Natural law became the foundation of the new American republic’s concept of individuals and their contract with government. In the Declaration of Independence, Thomas Jefferson, a deist, believing in a god known only as creator of the universe, wrote: “We hold these truths to be self-evident, that all men are created equal, that they are endowed, by their Creator, with certain unalienable rights, that among these are life, liberty, and the pursuit of happiness.” Locke had written: “Being all equal and independent, no one ought to harm another in his life, health, liberty, or possessions.”
Later interpreters have said that the importance of Jefferson’s remarks is that man, by his nature, has characteristics (e.g., reason as a means of survival) that to exercise successfully he requires freedom from compulsion. Thus, we can know based on natural law that rights are moral principles to guide us in formulating legitimate human law and limits on the police power of government, which is exactly what the U.S. Constitution does, of course. 
Take just one example of Locke’s reasoning on human rights: the central importance of property. Our primal property is our own person; we own our body. But with our many capacities, we can acquire additional property by our labor. The classic formulation is that we “mix our labor” with objects in the world and acquire a right. Succinctly, he wrote: “All wealth is the product of labor.” 

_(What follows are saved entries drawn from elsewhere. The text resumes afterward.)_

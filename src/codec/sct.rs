//! SCT status (log 0xe0) and SCT temperature history table (log 0xe1).

use super::{expect_len, le16, le32, le64, put16, put32, SECTOR_SIZE};
use crate::error::Result;

/// Temperature byte meaning "no reading".
pub const TEMP_UNKNOWN: i8 = -128;
pub const MAX_HISTORY: usize = 478;

#[derive(Debug, Clone, PartialEq, Eq)]
pub struct SctStatus {
    pub format_version:    u16,
    pub sct_version:       u16,
    pub sct_spec:          u16,
    pub status_flags:      u32,
    pub device_state:      u8,
    pub ext_status_code:   u16,
    pub action_code:       u16,
    pub function_code:     u16,
    pub lba_current:       u64,
    pub hda_temp:          i8,
    pub min_temp:          i8,
    pub max_temp:          i8,
    pub life_min_temp:     i8,
    pub life_max_temp:     i8,
    pub max_op_limit:      i8,
    pub over_limit_count:  u32,
    pub under_limit_count: u32,
    pub smart_status:      u16,
    pub min_erc_time:      u16,
    pub vendor_specific:   [u8; 32],
}

impl Default for SctStatus {
    fn default() -> Self {
        Self {
            format_version:    3,
            sct_version:       0,
            sct_spec:          1,
            status_flags:      0,
            device_state:      0,
            ext_status_code:   0,
            action_code:       0,
            function_code:     0,
            lba_current:       0,
            hda_temp:          TEMP_UNKNOWN,
            min_temp:          TEMP_UNKNOWN,
            max_temp:          TEMP_UNKNOWN,
            life_min_temp:     TEMP_UNKNOWN,
            life_max_temp:     TEMP_UNKNOWN,
            max_op_limit:      0,
            over_limit_count:  0,
            under_limit_count: 0,
            smart_status:      0,
            min_erc_time:      0,
            vendor_specific:   [0; 32],
        }
    }
}

impl SctStatus {
    pub fn from_page(buf: &[u8]) -> Result<Self> {
        expect_len(buf, "SCT status", SECTOR_SIZE)?;
        let mut vendor_specific = [0u8; 32];
        vendor_specific.copy_from_slice(&buf[480..512]);
        Ok(Self {
            format_version:    le16(buf, 0),
            sct_version:       le16(buf, 2),
            sct_spec:          le16(buf, 4),
            status_flags:      le32(buf, 6),
            device_state:      buf[10],
            ext_status_code:   le16(buf, 14),
            action_code:       le16(buf, 16),
            function_code:     le16(buf, 18),
            lba_current:       le64(buf, 40),
            hda_temp:          buf[200] as i8,
            min_temp:          buf[201] as i8,
            max_temp:          buf[202] as i8,
            life_min_temp:     buf[203] as i8,
            life_max_temp:     buf[204] as i8,
            max_op_limit:      buf[205] as i8,
            over_limit_count:  le32(buf, 206),
            under_limit_count: le32(buf, 210),
            smart_status:      le16(buf, 214),
            min_erc_time:      le16(buf, 216),
            vendor_specific,
        })
    }

    /// The SCT status page carries no checksum.
    pub fn to_page(&self) -> Vec<u8> {
        let mut page = vec![0u8; SECTOR_SIZE];
        put16(&mut page, 0, self.format_version);
        put16(&mut page, 2, self.sct_version);
        put16(&mut page, 4, self.sct_spec);
        put32(&mut page, 6, self.status_flags);
        page[10] = self.device_state;
        put16(&mut page, 14, self.ext_status_code);
        put16(&mut page, 16, self.action_code);
        put16(&mut page, 18, self.function_code);
        page[40..48].copy_from_slice(&self.lba_current.to_le_bytes());
        page[200] = self.hda_temp as u8;
        page[201] = self.min_temp as u8;
        page[202] = self.max_temp as u8;
        page[203] = self.life_min_temp as u8;
        page[204] = self.life_max_temp as u8;
        page[205] = self.max_op_limit as u8;
        put32(&mut page, 206, self.over_limit_count);
        put32(&mut page, 210, self.under_limit_count);
        put16(&mut page, 214, self.smart_status);
        put16(&mut page, 216, self.min_erc_time);
        page[480..512].copy_from_slice(&self.vendor_specific);
        page
    }

    /// Early format 2 drives leave the newer statistics fields zero.
    pub fn is_old_format_2(&self) -> bool {
        self.min_temp == 0 && self.life_min_temp == 0 && self.under_limit_count == 0 && self.over_limit_count == 0
    }
}

#[derive(Debug, Clone, PartialEq, Eq)]
pub struct SctTempHistory {
    pub format_version:  u16,
    pub sampling_period: u16,
    /// Minutes between two history entries.
    pub interval:        u16,
    pub max_op_limit:    i8,
    pub over_limit:      i8,
    pub min_op_limit:    i8,
    pub under_limit:     i8,
    pub size:            u16,
    /// Zero-based slot of the newest sample.
    pub index:           u16,
    pub samples:         Vec<i8>,
}

impl SctTempHistory {
    pub fn from_page(buf: &[u8]) -> Result<Self> {
        expect_len(buf, "SCT temperature history", SECTOR_SIZE)?;
        Ok(Self {
            format_version:  le16(buf, 0),
            sampling_period: le16(buf, 2),
            interval:        le16(buf, 4),
            max_op_limit:    buf[6] as i8,
            over_limit:      buf[7] as i8,
            min_op_limit:    buf[8] as i8,
            under_limit:     buf[9] as i8,
            size:            le16(buf, 30),
            index:           le16(buf, 32),
            samples:         buf[34..34 + MAX_HISTORY].iter().map(|b| *b as i8).collect(),
        })
    }

    pub fn to_page(&self) -> Vec<u8> {
        let mut page = vec![0u8; SECTOR_SIZE];
        put16(&mut page, 0, self.format_version);
        put16(&mut page, 2, self.sampling_period);
        put16(&mut page, 4, self.interval);
        page[6] = self.max_op_limit as u8;
        page[7] = self.over_limit as u8;
        page[8] = self.min_op_limit as u8;
        page[9] = self.under_limit as u8;
        put16(&mut page, 30, self.size);
        put16(&mut page, 32, self.index);
        for (dst, s) in page[34..34 + MAX_HISTORY].iter_mut().zip(&self.samples) {
            *dst = *s as u8;
        }
        page
    }

    /// Size and index are within the 478-slot table.
    pub fn is_valid(&self) -> bool {
        self.size > 0 && self.size as usize <= MAX_HISTORY && self.index < self.size
    }
}

#[cfg(test)]
mod tests {
    use super::*;

    #[test]
    fn status_temperatures_are_signed() {
        let mut sts = SctStatus::default();
        sts.hda_temp = 38;
        sts.min_temp = -5;
        sts.max_temp = 41;
        sts.life_min_temp = 20;
        sts.life_max_temp = 55;
        sts.over_limit_count = 3;
        sts.smart_status = 0xc24f;
        let page = sts.to_page();
        assert_eq!(page[201], 0xfb);
        let back = SctStatus::from_page(&page).unwrap();
        assert_eq!(back, sts);
        assert!(!back.is_old_format_2());
    }

    #[test]
    fn history_validity() {
        let mut h = SctTempHistory {
            format_version:  2,
            sampling_period: 1,
            interval:        10,
            max_op_limit:    60,
            over_limit:      70,
            min_op_limit:    0,
            under_limit:     -5,
            size:            128,
            index:           5,
            samples:         vec![30; MAX_HISTORY],
        };
        let back = SctTempHistory::from_page(&h.to_page()).unwrap();
        assert_eq!(back, h);
        assert!(back.is_valid());
        h.index = 128;
        assert!(!h.is_valid());
        h.size = 0;
        assert!(!h.is_valid());
    }
}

Students of economics will recognize here what came to be called the “labor theory of value,” expounded later by David Ricardo and Karl Marx. Here, as so often, Locke’s religious views hold sway. Yes, we may, in a state of nature, claim the right to as much of our property as we need to survive, but natural law dictates that we cannot hoard our surplus while others have too little. For God has “given the World to Men in common . . . to make use of to the best advantage of Life, and convenience.”
The language, here, is undeniably “collectivist,” with men making use of the world God has given them to benefit “Life.” With that, a twenty-first-century environmentalist might not have any problems. But another way to describe Locke’s language and perspective, here, is “conservative.” His views beyond question qualify as “radical,” in that they inspired the American Revolution and the French “Declaration of the Rights of Man” and subsequent revolution. 

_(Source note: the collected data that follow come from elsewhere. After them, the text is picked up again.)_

fn set_features_subcommand(features: u8) -> &'static str {
    match features {
        0x01 => "SET FEATURES [Enable 8-bit PIO] [OBS-3]",
        0x02 => "SET FEATURES [Enable write cache]",
        0x03 => "SET FEATURES [Set transfer mode]",
        0x04 => "SET FEATURES [Enable auto DR] [OBS-4]",
        0x05 => "SET FEATURES [Enable APM]",
        0x06 => "SET FEATURES [Enable Pwr-Up In Standby]",
        0x07 => "SET FEATURES [Set device spin-up]",
        0x09 => "SET FEATURES [Reserved (address offset)] [OPS-ACS-3]",
        0x0a => "SET FEATURES [Enable CFA power mode 1]",
        0x10 => "SET FEATURES [Enable SATA feature]",
        0x20 => "SET FEATURES [Set Time-ltd R/W WCT]",
        0x21 => "SET FEATURES [Set Time-ltd R/W EH]",
        0x31 => "SET FEATURES [Disable Media Status Notf] [OBS-8]",
        0x33 => "SET FEATURES [Disable retry] [OBS-4]",
        0x41 => "SET FEATURES [Enable Free-fall Control]",
        0x42 => "SET FEATURES [Enable AAM] [OBS-ACS-2]",
        0x43 => "SET FEATURES [Set Max Host I/F S Times]",
        0x44 => "SET FEATURES [Length of VS data] [OBS-4]",
        0x4a => "SET FEATURES [Ext. Power Conditions]",
        0x54 => "SET FEATURES [Set cache segs] [OBS-4]",
        0x55 => "SET FEATURES [Disable read look-ahead]",
        0x5d => "SET FEATURES [Enable release interrupt] [OBS-ACS-2]",
        0x5e => "SET FEATURES [Enable SERVICE interrupt] [OBS-ACS-2]",
        0x66 => "SET FEATURES [Disable revert defaults]",
        0x69 => "SET FEATURES [LPS Error Reporting Control]",
        0x77 => "SET FEATURES [Disable ECC] [OBS-4]",
        0x81 => "SET FEATURES [Disable 8-bit PIO] [OBS-3]",
        0x82 => "SET FEATURES [Disable write cache]",
        0x84 => "SET FEATURES [Disable auto DR] [OBS-4]",
        0x85 => "SET FEATURES [Disable APM]",
        0x86 => "SET FEATURES [Disable Pwr-Up In Standby]",
        0x88 => "SET FEATURES [Disable ECC] [OBS-4]",
        0x89 => "SET FEATURES [Reserved (address offset)]",
        0x8a => "SET FEATURES [Disable CFA power mode 1]",
        0x90 => "SET FEATURES [Disable SATA feature]",
        0x95 => "SET FEATURES [Enable Media Status Notf] [OBS-8]",
        0x99 => "SET FEATURES [Enable retries] [OBS-4]",
        0x9a => "SET FEATURES [Set max avg curr] [OBS-4]",
        0xaa => "SET FEATURES [Enable read look-ahead]",
        0xab => "SET FEATURES [Set max prefetch] [OBS-4]",
        0xbb => "SET FEATURES [4 bytes VS data] [OBS-4]",
        0xc1 => "SET FEATURES [Disable Free-fall Control]",
        0xc2 => "SET FEATURES [Disable AAM] [OBS-ACS-2]",
        0xc3 => "SET FEATURES [Sense Data Reporting]",
        0xcc => "SET FEATURES [Enable revert to defaults]",
        0xdd => "SET FEATURES [Disable release interrupt] [OBS-ACS-2]",
        0xde => "SET FEATURES [Disable SERVICE interrupt] [OBS-ACS-2]",
        0xe0 => "SET FEATURES [Vendor specific] [OBS-7]",
        0xf0..=0xff => "SET FEATURES [Reserved for CFA]",
        _ => "SET FEATURES [Reserved subcommand]",
    }
}
//! Newest-first walk over a fixed-capacity circular log.

use crate::error::{Result, SmartError};

/// How a log's "newest entry" index is numbered.
///
/// Most ATA logs document the field loosely; in practice the summary
/// error log, the self-test logs and the extended error log are 1-based
/// while the SCT temperature history is 0-based.
#[derive(Debug, Clone, Copy, PartialEq, Eq)]
pub enum IndexBase {
    Zero,
    One,
}

/// Slot positions of a circular log, newest first. Iterating from the
/// back yields oldest first.
#[derive(Debug, Clone)]
pub struct CircularView {
    capacity: usize,
    newest:   usize,
    front:    usize,
    back:     usize,
}

impl CircularView {
    /// View `steps` slots back from `index`. Fails if `index` does not
    /// address a slot under the given numbering.
    pub fn new(log: &'static str, capacity: usize, index: usize, base: IndexBase, steps: usize) -> Result<Self> {
        let newest = match base {
            IndexBase::One if (1..=capacity).contains(&index) => index - 1,
            IndexBase::Zero if index < capacity => index,
            _ => {
                return Err(SmartError::decode(
                    log,
                    format!("index {} out of range (capacity {})", index, capacity),
                ))
            }
        };
        Ok(Self { capacity, newest, front: 0, back: steps.min(capacity) })
    }

    pub fn capacity(&self) -> usize {
        self.capacity
    }

    fn slot(&self, step: usize) -> usize {
        (self.newest + self.capacity - step) % self.capacity
    }
}

impl Iterator for CircularView {
    type Item = usize;

    fn next(&mut self) -> Option<usize> {
        if self.front >= self.back {
            return None;
        }
        let slot = self.slot(self.front);
        self.front += 1;
        Some(slot)
    }

    fn size_hint(&self) -> (usize, Option<usize>) {
        let n = self.back - self.front;
        (n, Some(n))
    }
}

impl DoubleEndedIterator for CircularView {
    fn next_back(&mut self) -> Option<usize> {
        if self.front >= self.back {
            return None;
        }
        self.back -= 1;
        Some(self.slot(self.back))
    }
}

impl ExactSizeIterator for CircularView {}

But Locke’s are views erected on the foundation of Puritan theology and doctrine. Locke seems to argue from his religious convictions to establish his basic premise that natural law, created by God, can guide human reason to a legitimate morality, view of rights, and government. Profoundly conservative premises launched Locke upon what in his time was a radical view of the derivation of morality, rights including property, society’s social contract, and government. 
I think it is fair to say that the “radical” Locke has transformed the modern world, beginning with the inspiration of Thomas Jefferson and George Washington—among so many others. And the conservative Locke of his father’s Church of England has been forgotten.
The same cannot be said about Locke’s pronouncements on the nature of “human understanding,” how knowledge is attained. But that is for another essay.